##### Provided data

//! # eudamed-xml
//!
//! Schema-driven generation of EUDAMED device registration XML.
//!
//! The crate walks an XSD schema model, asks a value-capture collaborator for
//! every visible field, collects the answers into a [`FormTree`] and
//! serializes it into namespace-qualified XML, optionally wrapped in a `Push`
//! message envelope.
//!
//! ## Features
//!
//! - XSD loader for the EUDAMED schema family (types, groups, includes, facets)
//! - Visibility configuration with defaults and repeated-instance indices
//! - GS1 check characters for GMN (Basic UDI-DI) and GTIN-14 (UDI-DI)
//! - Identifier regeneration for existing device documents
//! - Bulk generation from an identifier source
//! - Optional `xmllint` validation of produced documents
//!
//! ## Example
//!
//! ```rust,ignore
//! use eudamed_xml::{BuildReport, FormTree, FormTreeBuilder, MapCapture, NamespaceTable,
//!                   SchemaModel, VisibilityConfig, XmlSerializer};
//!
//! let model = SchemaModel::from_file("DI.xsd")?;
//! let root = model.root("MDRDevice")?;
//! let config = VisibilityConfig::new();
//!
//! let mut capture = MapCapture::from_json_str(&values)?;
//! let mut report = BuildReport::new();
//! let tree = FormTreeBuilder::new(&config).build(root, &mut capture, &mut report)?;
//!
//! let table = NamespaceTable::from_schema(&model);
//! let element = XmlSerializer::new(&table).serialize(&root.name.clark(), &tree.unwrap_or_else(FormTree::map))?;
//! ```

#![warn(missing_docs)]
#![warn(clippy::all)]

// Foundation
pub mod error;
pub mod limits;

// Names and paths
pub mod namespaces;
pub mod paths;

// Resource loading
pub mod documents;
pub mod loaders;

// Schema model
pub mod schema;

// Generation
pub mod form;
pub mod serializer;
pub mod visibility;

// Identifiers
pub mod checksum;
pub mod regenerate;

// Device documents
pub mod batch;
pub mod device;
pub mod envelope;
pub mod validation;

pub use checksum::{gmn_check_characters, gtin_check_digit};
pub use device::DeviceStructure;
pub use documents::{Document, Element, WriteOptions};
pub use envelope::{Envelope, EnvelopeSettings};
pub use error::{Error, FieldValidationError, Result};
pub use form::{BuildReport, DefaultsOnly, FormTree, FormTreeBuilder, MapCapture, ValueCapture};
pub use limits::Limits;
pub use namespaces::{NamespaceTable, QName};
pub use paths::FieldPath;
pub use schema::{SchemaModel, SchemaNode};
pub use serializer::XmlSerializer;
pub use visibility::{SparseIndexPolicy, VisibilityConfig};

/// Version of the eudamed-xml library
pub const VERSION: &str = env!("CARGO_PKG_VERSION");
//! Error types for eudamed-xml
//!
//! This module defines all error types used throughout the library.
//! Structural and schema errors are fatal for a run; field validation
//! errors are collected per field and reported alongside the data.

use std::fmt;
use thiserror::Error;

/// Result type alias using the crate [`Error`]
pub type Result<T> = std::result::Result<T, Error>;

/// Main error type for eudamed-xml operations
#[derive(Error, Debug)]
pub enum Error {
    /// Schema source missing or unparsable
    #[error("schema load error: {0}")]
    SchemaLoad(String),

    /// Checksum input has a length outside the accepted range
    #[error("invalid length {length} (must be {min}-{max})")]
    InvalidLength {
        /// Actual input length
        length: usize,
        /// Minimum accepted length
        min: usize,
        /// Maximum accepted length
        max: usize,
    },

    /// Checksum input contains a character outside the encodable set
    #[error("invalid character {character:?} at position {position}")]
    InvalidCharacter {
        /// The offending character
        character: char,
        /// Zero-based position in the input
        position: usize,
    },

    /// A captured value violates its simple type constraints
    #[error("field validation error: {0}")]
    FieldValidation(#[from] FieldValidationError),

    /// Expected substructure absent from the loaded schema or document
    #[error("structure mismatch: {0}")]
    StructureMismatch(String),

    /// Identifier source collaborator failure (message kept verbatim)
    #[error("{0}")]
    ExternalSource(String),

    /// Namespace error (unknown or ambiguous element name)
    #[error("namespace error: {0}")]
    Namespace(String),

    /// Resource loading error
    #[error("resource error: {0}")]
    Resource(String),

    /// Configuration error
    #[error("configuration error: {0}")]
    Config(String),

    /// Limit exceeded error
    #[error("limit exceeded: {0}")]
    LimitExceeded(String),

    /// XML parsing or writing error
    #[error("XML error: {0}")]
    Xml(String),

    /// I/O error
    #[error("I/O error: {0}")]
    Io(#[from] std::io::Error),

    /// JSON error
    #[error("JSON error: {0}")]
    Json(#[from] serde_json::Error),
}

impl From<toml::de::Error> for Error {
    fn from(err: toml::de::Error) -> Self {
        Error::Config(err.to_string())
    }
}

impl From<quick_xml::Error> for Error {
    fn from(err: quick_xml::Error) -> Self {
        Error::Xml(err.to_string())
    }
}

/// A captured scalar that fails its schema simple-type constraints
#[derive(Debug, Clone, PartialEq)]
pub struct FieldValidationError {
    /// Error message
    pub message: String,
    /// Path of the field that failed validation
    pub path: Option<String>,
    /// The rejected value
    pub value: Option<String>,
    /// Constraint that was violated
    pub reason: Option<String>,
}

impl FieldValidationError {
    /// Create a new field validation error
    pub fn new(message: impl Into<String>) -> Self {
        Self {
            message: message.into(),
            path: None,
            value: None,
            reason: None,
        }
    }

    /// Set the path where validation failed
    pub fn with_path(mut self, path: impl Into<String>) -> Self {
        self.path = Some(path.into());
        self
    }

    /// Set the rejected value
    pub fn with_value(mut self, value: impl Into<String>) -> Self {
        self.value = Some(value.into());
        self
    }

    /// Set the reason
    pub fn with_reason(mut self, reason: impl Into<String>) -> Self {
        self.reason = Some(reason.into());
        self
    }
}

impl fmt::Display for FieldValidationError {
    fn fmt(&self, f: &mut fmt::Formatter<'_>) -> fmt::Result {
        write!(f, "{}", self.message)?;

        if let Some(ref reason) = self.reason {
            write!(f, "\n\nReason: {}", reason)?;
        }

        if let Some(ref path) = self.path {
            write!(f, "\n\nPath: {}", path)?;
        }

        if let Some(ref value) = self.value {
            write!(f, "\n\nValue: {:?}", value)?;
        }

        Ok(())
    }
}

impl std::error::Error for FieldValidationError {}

##########

Your task: Where does the string "message" appear in the records? Copy every line that holds it.

Solved exercise:
//! message envelope.
    /// Identifier source collaborator failure (message kept verbatim)
    /// Error message
    pub message: String,
    pub fn new(message: impl Into<String>) -> Self {
            message: message.into(),
        write!(f, "{}", self.message)?;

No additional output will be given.